Data for analysis section start

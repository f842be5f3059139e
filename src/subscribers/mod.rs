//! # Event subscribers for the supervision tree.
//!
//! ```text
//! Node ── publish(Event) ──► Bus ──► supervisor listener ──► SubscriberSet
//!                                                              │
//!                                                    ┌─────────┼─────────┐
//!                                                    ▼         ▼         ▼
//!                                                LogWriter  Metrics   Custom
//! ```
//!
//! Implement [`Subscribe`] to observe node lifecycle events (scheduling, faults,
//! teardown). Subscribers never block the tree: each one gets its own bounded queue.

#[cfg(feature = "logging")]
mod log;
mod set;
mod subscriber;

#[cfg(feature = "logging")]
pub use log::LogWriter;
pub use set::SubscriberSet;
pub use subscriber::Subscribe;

Data for analysis section end
Data for analysis section start

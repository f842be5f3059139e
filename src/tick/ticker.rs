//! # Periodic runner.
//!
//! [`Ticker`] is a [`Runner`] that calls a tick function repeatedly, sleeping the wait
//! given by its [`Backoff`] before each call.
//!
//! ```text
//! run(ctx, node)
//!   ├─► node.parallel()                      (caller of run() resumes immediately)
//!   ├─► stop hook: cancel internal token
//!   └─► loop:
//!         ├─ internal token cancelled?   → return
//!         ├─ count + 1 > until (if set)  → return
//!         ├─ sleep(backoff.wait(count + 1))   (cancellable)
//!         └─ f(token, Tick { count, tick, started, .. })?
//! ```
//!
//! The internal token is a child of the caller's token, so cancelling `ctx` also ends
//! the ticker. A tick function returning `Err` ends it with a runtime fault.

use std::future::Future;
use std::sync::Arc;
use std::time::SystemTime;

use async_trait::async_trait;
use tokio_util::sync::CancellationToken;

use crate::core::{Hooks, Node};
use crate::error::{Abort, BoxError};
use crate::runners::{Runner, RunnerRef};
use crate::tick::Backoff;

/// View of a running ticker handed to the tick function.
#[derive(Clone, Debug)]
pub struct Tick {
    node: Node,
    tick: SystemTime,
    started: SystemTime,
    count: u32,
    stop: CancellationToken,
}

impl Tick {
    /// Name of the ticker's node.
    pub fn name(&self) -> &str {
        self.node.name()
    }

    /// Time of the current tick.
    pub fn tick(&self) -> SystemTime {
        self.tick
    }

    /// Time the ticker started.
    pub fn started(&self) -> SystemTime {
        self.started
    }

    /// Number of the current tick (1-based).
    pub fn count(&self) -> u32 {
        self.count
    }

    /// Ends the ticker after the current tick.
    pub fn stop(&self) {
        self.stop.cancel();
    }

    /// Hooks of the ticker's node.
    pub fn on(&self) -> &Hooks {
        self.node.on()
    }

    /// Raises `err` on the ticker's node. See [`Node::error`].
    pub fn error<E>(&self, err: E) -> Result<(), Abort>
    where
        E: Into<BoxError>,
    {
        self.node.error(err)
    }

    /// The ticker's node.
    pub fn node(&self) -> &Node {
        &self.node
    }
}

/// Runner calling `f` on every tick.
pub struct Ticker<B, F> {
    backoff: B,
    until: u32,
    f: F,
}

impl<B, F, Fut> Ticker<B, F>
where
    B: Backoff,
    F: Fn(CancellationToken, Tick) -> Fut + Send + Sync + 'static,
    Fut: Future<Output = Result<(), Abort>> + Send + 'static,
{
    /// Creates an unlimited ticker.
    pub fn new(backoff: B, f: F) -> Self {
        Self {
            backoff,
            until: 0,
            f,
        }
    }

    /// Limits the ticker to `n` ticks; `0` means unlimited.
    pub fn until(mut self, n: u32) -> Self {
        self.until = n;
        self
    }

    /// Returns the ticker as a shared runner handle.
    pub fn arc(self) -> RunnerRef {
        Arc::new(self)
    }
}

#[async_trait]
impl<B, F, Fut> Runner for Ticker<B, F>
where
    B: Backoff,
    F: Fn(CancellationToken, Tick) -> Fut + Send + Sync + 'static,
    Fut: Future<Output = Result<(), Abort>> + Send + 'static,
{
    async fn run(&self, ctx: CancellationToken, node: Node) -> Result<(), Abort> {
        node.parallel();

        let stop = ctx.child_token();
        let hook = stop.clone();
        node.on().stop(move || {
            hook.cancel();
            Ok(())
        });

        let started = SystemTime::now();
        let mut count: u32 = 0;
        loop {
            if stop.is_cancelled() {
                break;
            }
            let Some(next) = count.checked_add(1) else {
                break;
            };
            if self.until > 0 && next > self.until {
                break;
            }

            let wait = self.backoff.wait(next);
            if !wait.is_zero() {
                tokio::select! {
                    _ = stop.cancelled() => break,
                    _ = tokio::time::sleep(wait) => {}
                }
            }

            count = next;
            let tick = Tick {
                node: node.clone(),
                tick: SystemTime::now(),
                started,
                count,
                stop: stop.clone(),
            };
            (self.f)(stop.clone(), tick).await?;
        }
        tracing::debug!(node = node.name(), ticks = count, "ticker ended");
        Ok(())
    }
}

Data for analysis section end

__Exercise requirements__:
If a line in the entries contains "next", copy it.

__Response to the task__:
            let Some(next) = count.checked_add(1) else {
            if self.until > 0 && next > self.until {
            let wait = self.backoff.wait(next);
            count = next;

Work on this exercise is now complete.